Mocha Monologues

A delicious blend of dark roasted thoughts, with a hint of sugar and spice.

Tuesday, January 30, 2007

Rules for Interacting with the Rest of Humanity

1. DO NOT, under any circumstances, call a place of business and begin the phone call by saying, "Uh, somebody called me from this number, who was it?" There are several reasons for this: 1) The receptionist is going to answer the phone. The receptionist, as much as s/he hates to admit, is not telepathic, and cannot enter the minds of his/her fellow employees in order to know whom, from the entire office of people, called you. 2) The receptionist does not sit in close proximity to the rest of the employees and cannot quickly yell over the cubicle wall, "Hey, who called Joe Schmuckatelli?!?!" 3) The receptionist IS NOT, under ANY circumstance, going to get up and go around asking people WHO THE HELL CALLED YOU!!

2. Do not make phone calls whilst chewing gum.

3. DO NOT SMOKE CIGARETTES! They make you smell! VERY VERY BADLY!! It makes people want to run away from you, screaming and holding their noses!

4. Do not go to a marriage therapist and expect them to tell you to get a divorce!

5. Do not stop in the middle of an intersection for a red light, procede to have a conversation with your proctologist, and then MISS the fact that the light, for which you are waiting in the middle of the intersection, has now turned green and the poor soul waiting behind you has to honk their horn to make you go forward!

6. When living in Fargo, North Dakota, do not think that you will be able to make the yellow left turn signal light when you are still half a block away from the intersection. This does not work in Fargo, North Dakota, because the vortices of all trafffic lights cross here, thus making the yellow lights shorter than anywhere else in the world.

7. DO EXPECT that when you go through said yellow left turn signal light, and it turns red before you are through the intersection, that you will be charged and honked at vigorously by any driver who now has a green light to cross the intersection, yet cannot cross, except by way of going THROUGH your vehicle, because you are stupid enough to cross said intersection on an old yellow light, in Fargo, North Dakota.

8. If you live in an aparment building, DO NOT play video games with the volume level at 37 at MIDNIGHT!

9. If you live in an aparment building on the second, third, or higher floors, DO NOT walk like you are an elephant across the floor.
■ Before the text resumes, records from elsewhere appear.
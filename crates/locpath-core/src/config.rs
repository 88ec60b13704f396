use anyhow::{Context, Result};
use serde::{Deserialize, Serialize};
use std::fs;
use std::path::{Path, PathBuf};

use crate::query::QueryOptions;

/// Active location used when none is given on the command line.
pub const DEFAULT_LOCATION: &str = "http://localhost/";

/// Global configuration loaded from `~/.config/locpath/config.toml`.
#[derive(Debug, Clone, PartialEq, Eq, Serialize, Deserialize)]
#[serde(default)]
pub struct LocpathConfig {
    /// Initial active location; relative inputs resolve against it.
    pub location: String,
    /// Maximum bracket nesting decoded from query keys.
    pub query_depth: usize,
    /// Largest `[n]` index decoded as a list position.
    pub query_array_limit: usize,
}

impl Default for LocpathConfig {
    fn default() -> Self {
        let query = QueryOptions::default();
        Self {
            location: DEFAULT_LOCATION.to_string(),
            query_depth: query.depth,
            query_array_limit: query.array_limit,
        }
    }
}

impl LocpathConfig {
    pub fn query_options(&self) -> QueryOptions {
        QueryOptions {
            depth: self.query_depth,
            array_limit: self.query_array_limit,
        }
    }
}

pub fn config_path() -> Result<PathBuf> {
    let xdg_dirs = xdg::BaseDirectories::with_prefix("locpath")?;
    Ok(xdg_dirs.place_config_file("config.toml")?)
}

/// Load configuration from disk, creating a default file if none exists.
pub fn load_or_init() -> Result<LocpathConfig> {
    let path = config_path()?;
    if !path.exists() {
        let default_cfg = LocpathConfig::default();
        let toml = toml::to_string_pretty(&default_cfg)?;
        if let Some(parent) = path.parent() {
            fs::create_dir_all(parent)?;
        }
        fs::write(&path, toml)?;
        tracing::info!("created default config at {}", path.display());
        return Ok(default_cfg);
    }

    load_from(&path)
}

/// Load configuration from an explicit file; missing keys take defaults.
pub fn load_from(path: &Path) -> Result<LocpathConfig> {
    let data = fs::read_to_string(path)
        .with_context(|| format!("failed to read config {}", path.display()))?;
    let cfg: LocpathConfig = toml::from_str(&data)
        .with_context(|| format!("invalid config {}", path.display()))?;
    Ok(cfg)
}
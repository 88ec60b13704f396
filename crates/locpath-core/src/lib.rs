//! Path algebra and URL location parsing.
//!
//! [`path`] holds the pure string algebra (normalize, split, join).
//! [`Locator`] binds it to an active location: parsing URLs into
//! [`LocationRecord`]s, climbing the current directory, and moving to a new
//! location through a [`navigation::Navigator`].

pub mod config;
pub mod logging;

pub mod error;
pub mod location;
pub mod locator;
pub mod navigation;
pub mod path;
pub mod query;
pub mod resolver;

pub use error::ParseError;
pub use location::LocationRecord;
pub use locator::Locator;
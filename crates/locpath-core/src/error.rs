//! Error type for location parsing.
//!
//! Path algebra never fails; only resolving and decoding a URL can.

use thiserror::Error;

#[derive(Debug, Error)]
pub enum ParseError {
    /// The input could not be resolved to an absolute URL.
    #[error("invalid URL '{input}': {source}")]
    InvalidUrl {
        input: String,
        #[source]
        source: url::ParseError,
    },
    /// The input is relative and there is no active location to resolve it against.
    #[error("cannot resolve relative URL '{input}' without an active location")]
    MissingBase { input: String },
    /// A component contained a malformed percent escape or non-UTF-8 bytes.
    #[error("malformed percent-encoding in '{input}'")]
    Decode { input: String },
}
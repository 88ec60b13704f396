//! Location records: the parsed, decoded form of a URL.

mod decode;
mod extract;
mod record;

pub use decode::decode_component;
pub use extract::{base_part, dir_part, ext_part};
pub use record::LocationRecord;
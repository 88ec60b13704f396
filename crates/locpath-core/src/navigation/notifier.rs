//! Location-change notification: a registry of listeners called after each
//! navigation.

use std::collections::BTreeMap;
use std::sync::atomic::{AtomicU64, Ordering};
use std::sync::{Arc, PoisonError, RwLock};

/// Callback run after the active location changes. Carries no payload;
/// listeners read the new location themselves.
pub type Listener = Arc<dyn Fn() + Send + Sync>;

/// Handle returned by [`ChangeNotifier::subscribe`].
#[derive(Debug, Clone, Copy, PartialEq, Eq, PartialOrd, Ord, Hash)]
pub struct SubscriptionId(u64);

/// Shared registry of location-change listeners.
///
/// Listeners run in subscription order. The registry is not locked while
/// they run, so a listener may subscribe or unsubscribe.
#[derive(Default)]
pub struct ChangeNotifier {
    next_id: AtomicU64,
    listeners: RwLock<BTreeMap<SubscriptionId, Listener>>,
}

impl ChangeNotifier {
    pub fn new() -> Self {
        Self::default()
    }

    pub fn subscribe<F>(&self, listener: F) -> SubscriptionId
    where
        F: Fn() + Send + Sync + 'static,
    {
        let id = SubscriptionId(self.next_id.fetch_add(1, Ordering::Relaxed));
        self.listeners
            .write()
            .unwrap_or_else(PoisonError::into_inner)
            .insert(id, Arc::new(listener));
        id
    }

    /// Returns false if `id` was not subscribed.
    pub fn unsubscribe(&self, id: SubscriptionId) -> bool {
        self.listeners
            .write()
            .unwrap_or_else(PoisonError::into_inner)
            .remove(&id)
            .is_some()
    }

    pub fn listener_count(&self) -> usize {
        self.listeners
            .read()
            .unwrap_or_else(PoisonError::into_inner)
            .len()
    }

    /// Calls every listener once.
    pub fn notify(&self) {
        let listeners: Vec<Listener> = self
            .listeners
            .read()
            .unwrap_or_else(PoisonError::into_inner)
            .values()
            .cloned()
            .collect();

        tracing::trace!("notifying {} location listeners", listeners.len());
        for listener in listeners {
            listener();
        }
    }
}

impl std::fmt::Debug for ChangeNotifier {
    fn fmt(&self, f: &mut std::fmt::Formatter<'_>) -> std::fmt::Result {
        f.debug_struct("ChangeNotifier")
            .field("listeners", &self.listener_count())
            .finish()
    }
}

#[cfg(test)]
mod tests {
    use super::*;
    use std::sync::atomic::AtomicUsize;
    use std::sync::Mutex;

    #[test]
    fn notify_calls_every_listener() {
        let notifier = ChangeNotifier::new();
        let calls = Arc::new(AtomicUsize::new(0));
        for _ in 0..3 {
            let calls = Arc::clone(&calls);
            notifier.subscribe(move || {
                calls.fetch_add(1, Ordering::SeqCst);
            });
        }
        notifier.notify();
        assert_eq!(calls.load(Ordering::SeqCst), 3);
    }

    #[test]
    fn notify_without_listeners_is_noop() {
        ChangeNotifier::new().notify();
    }

    #[test]
    fn unsubscribe_stops_delivery() {
        let notifier = ChangeNotifier::new();
        let calls = Arc::new(AtomicUsize::new(0));
        let c = Arc::clone(&calls);
        let id = notifier.subscribe(move || {
            c.fetch_add(1, Ordering::SeqCst);
        });

        notifier.notify();
        assert!(notifier.unsubscribe(id));
        assert!(!notifier.unsubscribe(id));
        notifier.notify();

        assert_eq!(calls.load(Ordering::SeqCst), 1);
        assert_eq!(notifier.listener_count(), 0);
    }

    #[test]
    fn listeners_run_in_subscription_order() {
        let notifier = ChangeNotifier::new();
        let order = Arc::new(Mutex::new(Vec::new()));
        for n in 0..4 {
            let order = Arc::clone(&order);
            notifier.subscribe(move || order.lock().unwrap().push(n));
        }
        notifier.notify();
        assert_eq!(*order.lock().unwrap(), vec![0, 1, 2, 3]);
    }

    #[test]
    fn listener_may_subscribe_during_notify() {
        let notifier = Arc::new(ChangeNotifier::new());
        let inner = Arc::clone(&notifier);
        notifier.subscribe(move || {
            inner.subscribe(|| {});
        });
        notifier.notify();
        assert_eq!(notifier.listener_count(), 2);
    }
}
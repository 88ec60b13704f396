//! `search` string -> [`Query`].

use std::collections::BTreeMap;

use url::form_urlencoded;

use super::{Query, QueryOptions, QueryValue};

/// One step below the top-level key.
#[derive(Debug, PartialEq, Eq)]
enum KeySegment {
    Key(String),
    Push,
    Index(usize),
}

/// Decoding tree; `Indexed` collapses into a list once decoding is done.
#[derive(Debug)]
enum Node {
    Leaf(String),
    List(Vec<Node>),
    Map(BTreeMap<String, Node>),
    Indexed(BTreeMap<usize, Node>),
}

/// Decodes a query string (without the leading `?`).
///
/// ```
/// use locpath_core::query::{decode, QueryOptions, QueryValue};
///
/// let q = decode("x=1&tag=a&tag=b", &QueryOptions::default());
/// assert_eq!(q["x"], QueryValue::from("1"));
/// assert_eq!(q["tag"], QueryValue::from(vec!["a", "b"]));
/// ```
pub fn decode(search: &str, options: &QueryOptions) -> Query {
    let mut root: BTreeMap<String, Node> = BTreeMap::new();

    for (key, value) in form_urlencoded::parse(search.as_bytes()) {
        let Some((head, rest)) = split_key(&key, options) else {
            continue;
        };
        let node = rest
            .into_iter()
            .rev()
            .fold(Node::Leaf(value.into_owned()), wrap);
        insert(&mut root, head, node);
    }

    root.into_iter().map(|(k, v)| (k, finish(v))).collect()
}

/// Splits `a[b][]` into the top-level key and the segments below it.
fn split_key(key: &str, options: &QueryOptions) -> Option<(String, Vec<KeySegment>)> {
    if key.is_empty() {
        return None;
    }

    let (mut head, mut rest) = match key.find('[') {
        Some(0) | None => (String::new(), key),
        Some(open) => (key[..open].to_string(), &key[open..]),
    };

    let mut segments = Vec::new();
    let mut bracketed = false;
    while let Some(group) = rest.strip_prefix('[') {
        if segments.len() >= options.depth {
            break;
        }
        let Some(close) = group.find(']') else {
            break;
        };
        let inner = &group[..close];
        if inner.contains('[') {
            break;
        }
        if head.is_empty() {
            head = inner.to_string();
        } else {
            segments.push(classify(inner, options));
        }
        bracketed = true;
        rest = &group[close + 1..];
    }

    if !bracketed {
        return Some((key.to_string(), Vec::new()));
    }
    if head.is_empty() {
        head = rest.to_string();
    } else if !rest.is_empty() {
        segments.push(KeySegment::Key(rest.to_string()));
    }

    if head.is_empty() {
        None
    } else {
        Some((head, segments))
    }
}

fn classify(inner: &str, options: &QueryOptions) -> KeySegment {
    if inner.is_empty() {
        return KeySegment::Push;
    }
    match inner.parse::<usize>() {
        Ok(n) if n <= options.array_limit && n.to_string() == inner => KeySegment::Index(n),
        _ => KeySegment::Key(inner.to_string()),
    }
}

fn wrap(node: Node, segment: KeySegment) -> Node {
    match segment {
        KeySegment::Push => Node::List(vec![node]),
        KeySegment::Index(n) => Node::Indexed(BTreeMap::from([(n, node)])),
        KeySegment::Key(k) => Node::Map(BTreeMap::from([(k, node)])),
    }
}

fn insert<K: Ord>(map: &mut BTreeMap<K, Node>, key: K, node: Node) {
    let merged = match map.remove(&key) {
        Some(existing) => merge(existing, node),
        None => node,
    };
    map.insert(key, merged);
}

fn merge(target: Node, source: Node) -> Node {
    match (target, source) {
        (Node::Map(mut target), Node::Map(source)) => {
            for (k, v) in source {
                insert(&mut target, k, v);
            }
            Node::Map(target)
        }
        (Node::Indexed(mut target), Node::Indexed(source)) => {
            for (i, v) in source {
                insert(&mut target, i, v);
            }
            Node::Indexed(target)
        }
        (Node::Map(mut target), Node::Indexed(source)) => {
            for (i, v) in source {
                insert(&mut target, i.to_string(), v);
            }
            Node::Map(target)
        }
        (Node::Indexed(target), Node::Map(source)) => {
            let mut map: BTreeMap<String, Node> = target
                .into_iter()
                .map(|(i, v)| (i.to_string(), v))
                .collect();
            for (k, v) in source {
                insert(&mut map, k, v);
            }
            Node::Map(map)
        }
        (target, source) => {
            let mut items = into_items(target);
            items.extend(into_items(source));
            Node::List(items)
        }
    }
}

fn into_items(node: Node) -> Vec<Node> {
    match node {
        Node::List(items) => items,
        Node::Indexed(entries) => entries.into_values().collect(),
        other => vec![other],
    }
}

fn finish(node: Node) -> QueryValue {
    match node {
        Node::Leaf(s) => QueryValue::String(s),
        Node::List(items) => QueryValue::List(items.into_iter().map(finish).collect()),
        Node::Indexed(entries) => QueryValue::List(entries.into_values().map(finish).collect()),
        Node::Map(entries) => {
            QueryValue::Map(entries.into_iter().map(|(k, v)| (k, finish(v))).collect())
        }
    }
}
//! [`Query`] -> query string.

use percent_encoding::{utf8_percent_encode, AsciiSet, NON_ALPHANUMERIC};

use super::{Query, QueryValue};

/// Everything except the RFC 3986 unreserved characters.
const COMPONENT: &AsciiSet = &NON_ALPHANUMERIC
    .remove(b'-')
    .remove(b'.')
    .remove(b'_')
    .remove(b'~');

/// Encodes `query` as `key=value` pairs joined by `&`, without a leading `?`.
///
/// ```
/// use locpath_core::query::{encode, Query, QueryValue};
///
/// let mut q = Query::new();
/// q.insert("page".to_string(), QueryValue::from("2"));
/// q.insert("tag".to_string(), QueryValue::from(vec!["a b", "c"]));
/// assert_eq!(encode(&q), "page=2&tag%5B0%5D=a%20b&tag%5B1%5D=c");
/// ```
pub fn encode(query: &Query) -> String {
    let mut pairs = Vec::new();
    for (key, value) in query {
        push_pairs(key, value, &mut pairs);
    }
    pairs.join("&")
}

fn push_pairs(key: &str, value: &QueryValue, pairs: &mut Vec<String>) {
    match value {
        QueryValue::String(s) => pairs.push(format!(
            "{}={}",
            utf8_percent_encode(key, COMPONENT),
            utf8_percent_encode(s, COMPONENT)
        )),
        QueryValue::List(items) => {
            for (i, item) in items.iter().enumerate() {
                push_pairs(&format!("{key}[{i}]"), item, pairs);
            }
        }
        QueryValue::Map(entries) => {
            for (sub, item) in entries {
                push_pairs(&format!("{key}[{sub}]"), item, pairs);
            }
        }
    }
}

#[cfg(test)]
mod tests {
    use super::*;
    use crate::query::{decode, QueryOptions};
    use std::collections::BTreeMap;

    #[test]
    fn empty_query_encodes_to_empty_string() {
        assert_eq!(encode(&Query::new()), "");
    }

    #[test]
    fn keeps_unreserved_characters() {
        let q = Query::from([("k-._~".to_string(), QueryValue::from("v-._~"))]);
        assert_eq!(encode(&q), "k-._~=v-._~");
    }

    #[test]
    fn escapes_reserved_characters() {
        let q = Query::from([("q".to_string(), QueryValue::from("a&b=c/d?"))]);
        assert_eq!(encode(&q), "q=a%26b%3Dc%2Fd%3F");
    }

    #[test]
    fn nested_map_uses_brackets() {
        let inner = BTreeMap::from([("id".to_string(), QueryValue::from("7"))]);
        let q = Query::from([("user".to_string(), QueryValue::Map(inner))]);
        assert_eq!(encode(&q), "user%5Bid%5D=7");
    }

    #[test]
    fn empty_collections_emit_nothing() {
        let q = Query::from([
            ("a".to_string(), QueryValue::List(Vec::new())),
            ("b".to_string(), QueryValue::Map(BTreeMap::new())),
            ("c".to_string(), QueryValue::from("1")),
        ]);
        assert_eq!(encode(&q), "c=1");
    }

    #[test]
    fn decode_reads_back_nested_structures() {
        let inner = BTreeMap::from([
            ("name".to_string(), QueryValue::from("Ann Lee")),
            ("tags".to_string(), QueryValue::from(vec!["x", "y"])),
        ]);
        let q = Query::from([
            ("user".to_string(), QueryValue::Map(inner)),
            ("page".to_string(), QueryValue::from("3")),
        ]);
        assert_eq!(decode(&encode(&q), &QueryOptions::default()), q);
    }
}
//! CLI commands and argument parsing

use clap::{Parser, Subcommand};
use std::path::PathBuf;

/// Pull SaaS audit logs into a downstream alerting pipeline
#[derive(Parser, Debug)]
#[command(name = "auditpull")]
#[command(author, version, about, long_about = None)]
pub struct Cli {
    /// Configuration file (YAML)
    #[arg(short, long, global = true)]
    pub config: Option<PathBuf>,

    /// Output format
    #[arg(short, long, global = true, default_value = "json")]
    pub format: OutputFormat,

    /// Verbose output
    #[arg(short, long, global = true)]
    pub verbose: bool,

    #[command(subcommand)]
    pub command: Commands,
}

/// CLI subcommands
#[derive(Subcommand, Debug, PartialEq, Eq)]
pub enum Commands {
    /// List built-in connector variants and their credential fields
    Connectors,

    /// Check every configured instance's credentials without network access
    Validate,

    /// Run one poll cycle per configured instance
    Run {
        /// Only run instances with this instance_id
        #[arg(long)]
        instance: Option<String>,
    },
}

/// Output format
#[derive(Debug, Clone, Copy, PartialEq, Eq, clap::ValueEnum)]
pub enum OutputFormat {
    /// JSON output (one message per line)
    Json,
    /// Human-readable output
    Pretty,
}
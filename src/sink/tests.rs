//! Tests for the sink module

use super::*;
use crate::connector::{ConnectorIdentity, FetchWindow};
use crate::error::FailureKind;
use crate::state::Cursor;
use crate::types::from_epoch_seconds;
use arrow::array::Array;
use parquet::arrow::arrow_reader::ParquetRecordBatchReaderBuilder;
use pretty_assertions::assert_eq;
use serde_json::json;
use tempfile::tempdir;

fn event(user: &str, ts: i64) -> NormalizedEvent {
    NormalizedEvent {
        service: "slack".to_string(),
        log_type: "access".to_string(),
        source_event_id: None,
        observed_at: from_epoch_seconds(ts),
        payload: json!({"user_id": user, "date_last": ts}),
    }
}

fn batch(events: Vec<NormalizedEvent>) -> LogBatch {
    let mut batch = LogBatch::new(
        ConnectorIdentity::new("slack", "access", "acme"),
        FetchWindow::new(Cursor::Timestamp(0), chrono::Utc::now()),
    );
    batch.events = events;
    batch
}

// ============================================================================
// MemorySink
// ============================================================================

#[tokio::test]
async fn test_memory_sink_records_batches() {
    let sink = MemorySink::new();
    sink.emit(&batch(vec![event("U1", 1)])).await.unwrap();
    sink.emit(&batch(vec![event("U2", 2), event("U3", 3)]))
        .await
        .unwrap();

    assert_eq!(sink.batches().await.len(), 2);
    let users: Vec<_> = sink
        .events()
        .await
        .into_iter()
        .map(|e| e.payload["user_id"].as_str().unwrap().to_string())
        .collect();
    assert_eq!(users, vec!["U1", "U2", "U3"]);
}

#[tokio::test]
async fn test_memory_sink_refusal() {
    let sink = MemorySink::refusing();
    let err = sink.emit(&batch(vec![event("U1", 1)])).await.unwrap_err();
    assert_eq!(err.kind(), FailureKind::SinkAck);
    assert!(sink.batches().await.is_empty());

    sink.set_refuse(false);
    sink.emit(&batch(vec![event("U1", 1)])).await.unwrap();
    assert_eq!(sink.batches().await.len(), 1);
}

// ============================================================================
// JsonLinesSink
// ============================================================================

#[tokio::test]
async fn test_json_lines_sink_appends() {
    let dir = tempdir().unwrap();
    let path = dir.path().join("events.jsonl");
    let sink = JsonLinesSink::new(&path).with_chunk_size(1);

    sink.emit(&batch(vec![event("U1", 1), event("U2", 2)]))
        .await
        .unwrap();
    sink.emit(&batch(vec![event("U3", 3)])).await.unwrap();

    let contents = std::fs::read_to_string(&path).unwrap();
    let lines: Vec<serde_json::Value> = contents
        .lines()
        .map(|l| serde_json::from_str(l).unwrap())
        .collect();

    assert_eq!(lines.len(), 3);
    assert_eq!(lines[0]["instance_id"], "acme");
    assert_eq!(lines[0]["service"], "slack");
    assert_eq!(lines[0]["payload"]["user_id"], "U1");
    assert_eq!(lines[2]["payload"]["user_id"], "U3");
    assert!(lines[0].get("source_event_id").is_none());
}

#[tokio::test]
async fn test_json_lines_sink_empty_batch_creates_nothing() {
    let dir = tempdir().unwrap();
    let path = dir.path().join("events.jsonl");
    let sink = JsonLinesSink::new(&path);

    sink.emit(&batch(vec![])).await.unwrap();
    assert!(!path.exists());
}

#[tokio::test]
async fn test_json_lines_sink_unwritable_path_is_not_acked() {
    let dir = tempdir().unwrap();
    let path = dir.path().join("missing-dir").join("events.jsonl");
    let sink = JsonLinesSink::new(&path);

    let err = sink.emit(&batch(vec![event("U1", 1)])).await.unwrap_err();
    assert_eq!(err.kind(), FailureKind::SinkAck);
}

// ============================================================================
// ParquetSink
// ============================================================================

#[test]
fn test_batch_to_arrow_chunks() {
    let b = batch(vec![event("U1", 1), event("U2", 2), event("U3", 3)]);
    let record_batches = batch_to_arrow(&b, 2).unwrap();

    assert_eq!(record_batches.len(), 2);
    assert_eq!(record_batches[0].num_rows(), 2);
    assert_eq!(record_batches[1].num_rows(), 1);
    assert_eq!(record_batches[0].schema(), event_schema());

    let source_ids = record_batches[0].column(3);
    assert_eq!(source_ids.null_count(), 2);
}

#[tokio::test]
async fn test_parquet_sink_writes_file() {
    let dir = tempdir().unwrap();
    let sink = ParquetSink::new(dir.path()).with_chunk_size(2);

    sink.emit(&batch(vec![event("U1", 1), event("U2", 2), event("U3", 3)]))
        .await
        .unwrap();

    let partition = dir.path().join("slack").join("access").join("acme");
    let day_dir = std::fs::read_dir(&partition)
        .unwrap()
        .next()
        .unwrap()
        .unwrap()
        .path();
    let files: Vec<_> = std::fs::read_dir(&day_dir)
        .unwrap()
        .map(|e| e.unwrap().path())
        .collect();
    assert_eq!(files.len(), 1);
    assert_eq!(files[0].extension().unwrap(), "parquet");

    let file = std::fs::File::open(&files[0]).unwrap();
    let reader = ParquetRecordBatchReaderBuilder::try_new(file)
        .unwrap()
        .build()
        .unwrap();
    let rows: usize = reader.map(|b| b.unwrap().num_rows()).sum();
    assert_eq!(rows, 3);
}

#[tokio::test]
async fn test_parquet_sink_skips_empty_batch() {
    let dir = tempdir().unwrap();
    let sink = ParquetSink::new(dir.path());

    sink.emit(&batch(vec![])).await.unwrap();
    assert_eq!(std::fs::read_dir(dir.path()).unwrap().count(), 0);
}
//! reqwest-backed transport
//!
//! Provides an HTTP transport that handles:
//! - Per-host rate limiting to prevent API throttling
//! - Request timeouts
//! - Form and JSON bodies

use super::rate_limit::{HostRateLimiter, RateLimiterConfig};
use super::transport::Transport;
use crate::connector::{RawResponse, RequestBody, RequestSpec};
use crate::error::{Error, Result};
use async_trait::async_trait;
use reqwest::Client;
use std::time::Duration;
use tracing::debug;
use url::Url;

/// Configuration for the HTTP transport
#[derive(Debug, Clone)]
pub struct HttpTransportConfig {
    /// Request timeout
    pub timeout: Duration,
    /// Rate limiter configuration, applied per host
    pub rate_limit: Option<RateLimiterConfig>,
    /// User agent string
    pub user_agent: String,
}

impl Default for HttpTransportConfig {
    fn default() -> Self {
        Self {
            timeout: Duration::from_secs(30),
            rate_limit: Some(RateLimiterConfig::default()),
            user_agent: format!("auditpull/{}", env!("CARGO_PKG_VERSION")),
        }
    }
}

impl HttpTransportConfig {
    /// Set the request timeout
    #[must_use]
    pub fn with_timeout(mut self, timeout: Duration) -> Self {
        self.timeout = timeout;
        self
    }

    /// Set or disable rate limiting
    #[must_use]
    pub fn with_rate_limit(mut self, config: Option<RateLimiterConfig>) -> Self {
        self.rate_limit = config;
        self
    }

    /// Set user agent
    #[must_use]
    pub fn with_user_agent(mut self, agent: impl Into<String>) -> Self {
        self.user_agent = agent.into();
        self
    }
}

/// HTTP transport with rate limiting
pub struct HttpTransport {
    client: Client,
    config: HttpTransportConfig,
    rate_limiter: Option<HostRateLimiter>,
}

impl HttpTransport {
    /// Create a transport with default configuration
    pub fn new() -> Result<Self> {
        Self::with_config(HttpTransportConfig::default())
    }

    /// Create a transport with custom configuration
    pub fn with_config(config: HttpTransportConfig) -> Result<Self> {
        let client = Client::builder()
            .timeout(config.timeout)
            .user_agent(&config.user_agent)
            .build()?;

        let rate_limiter = config.rate_limit.clone().map(HostRateLimiter::new);

        Ok(Self {
            client,
            config,
            rate_limiter,
        })
    }

    /// Check if rate limiting is enabled
    pub fn has_rate_limiter(&self) -> bool {
        self.rate_limiter.is_some()
    }
}

#[async_trait]
impl Transport for HttpTransport {
    async fn send(&self, request: &RequestSpec) -> Result<RawResponse> {
        let url = Url::parse(&request.url)?;

        if let Some(ref limiter) = self.rate_limiter {
            limiter.wait(url.host_str().unwrap_or_default()).await;
        }

        let mut req = self.client.request(request.method.into(), url);

        for (key, value) in &request.headers {
            req = req.header(key.as_str(), value.as_str());
        }

        if !request.query.is_empty() {
            req = req.query(&request.query);
        }

        req = match &request.body {
            RequestBody::None => req,
            RequestBody::Form(params) => req.form(params),
            RequestBody::Json(body) => req.json(body),
        };

        match req.send().await {
            Ok(response) => {
                let status = response.status().as_u16();
                let body = response.text().await.map_err(|e| {
                    Error::retryable(Some(status), format!("Failed to read response body: {e}"))
                })?;
                debug!(status, method = ?request.method, url = %request.url, "Vendor responded");
                Ok(RawResponse { status, body })
            }
            Err(e) if e.is_timeout() => Err(Error::Timeout {
                operation: "vendor request".to_string(),
                timeout_ms: self.config.timeout.as_millis() as u64,
            }),
            Err(e) if e.is_connect() => Err(Error::retryable(
                None,
                format!("connection to vendor failed: {e}"),
            )),
            // Connection dropped after the request went out
            Err(e) if e.is_request() || e.is_body() => Err(Error::retryable(
                None,
                format!("no response from vendor: {e}"),
            )),
            Err(e) => Err(Error::Http(e)),
        }
    }
}

impl std::fmt::Debug for HttpTransport {
    fn fmt(&self, f: &mut std::fmt::Formatter<'_>) -> std::fmt::Result {
        f.debug_struct("HttpTransport")
            .field("config", &self.config)
            .field("has_rate_limiter", &self.rate_limiter.is_some())
            .finish_non_exhaustive()
    }
}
Do not lift up your refrigerator and slam it onto the floor. Do not drag said refrigerator across said floor, at any time of the day or night. Do not have sex loudly at any time of the day or night. Do not vomit loudly at any time of the day or night. DO realize that your neighbors below you can hear you peeing at any time of the day or night.

10. If you are pulling into a parking spot at Wal Mart, and there is a shopping cart in the way of you being able to fully park, and you get out of your vehicle to move said shopping cart, hitting both your vehicle and the vehicle in front of yours whilst moving said shopping cart, and then get back in your vehicle to park fully, DO NOT LEAVE SAID SHOPPING CART IN THE PARKING LOT! If you took the time to move it out of your way to park, take the extra 1.64 seconds to grab the thing and take it up to the store or to the cart corral!

If any of these rules does not make sense, or you need clarification, this means that you are not allowed to: 1) use the phone, 2) chew chewing gum, 3) smoke cigarettes, 4) get married, 5) drive, 6) drive, 7) drive, 8) live in an apartment building, or anywhere else where other people live, 9) see 8, 10) shop at Wal Mart or drive a vehicle.

Thank you, and good night.

3 Comments:

Blogger Erin said...

I approve of the use of the words "Schmuckatelli, whilst, proctologist, and most of all, vortices."

10:13 AM  
Blogger Cassandra said...

Amen sister! Although, I tihnk i may at some point i nlife been that schmuck... I shall plead the 5th on which rule though...

10:24 AM  
Blogger Kiersten H. said...

I 100%ly agree with the "cigarette" one. I had a girl who cut me off (while walking down the sidewalk) today and she practically blew her lung cancer smoke in my face. I started gagging and coughing as loud as I possibly could and poor Christopher had to hear it over the telephone. I hope...never mind.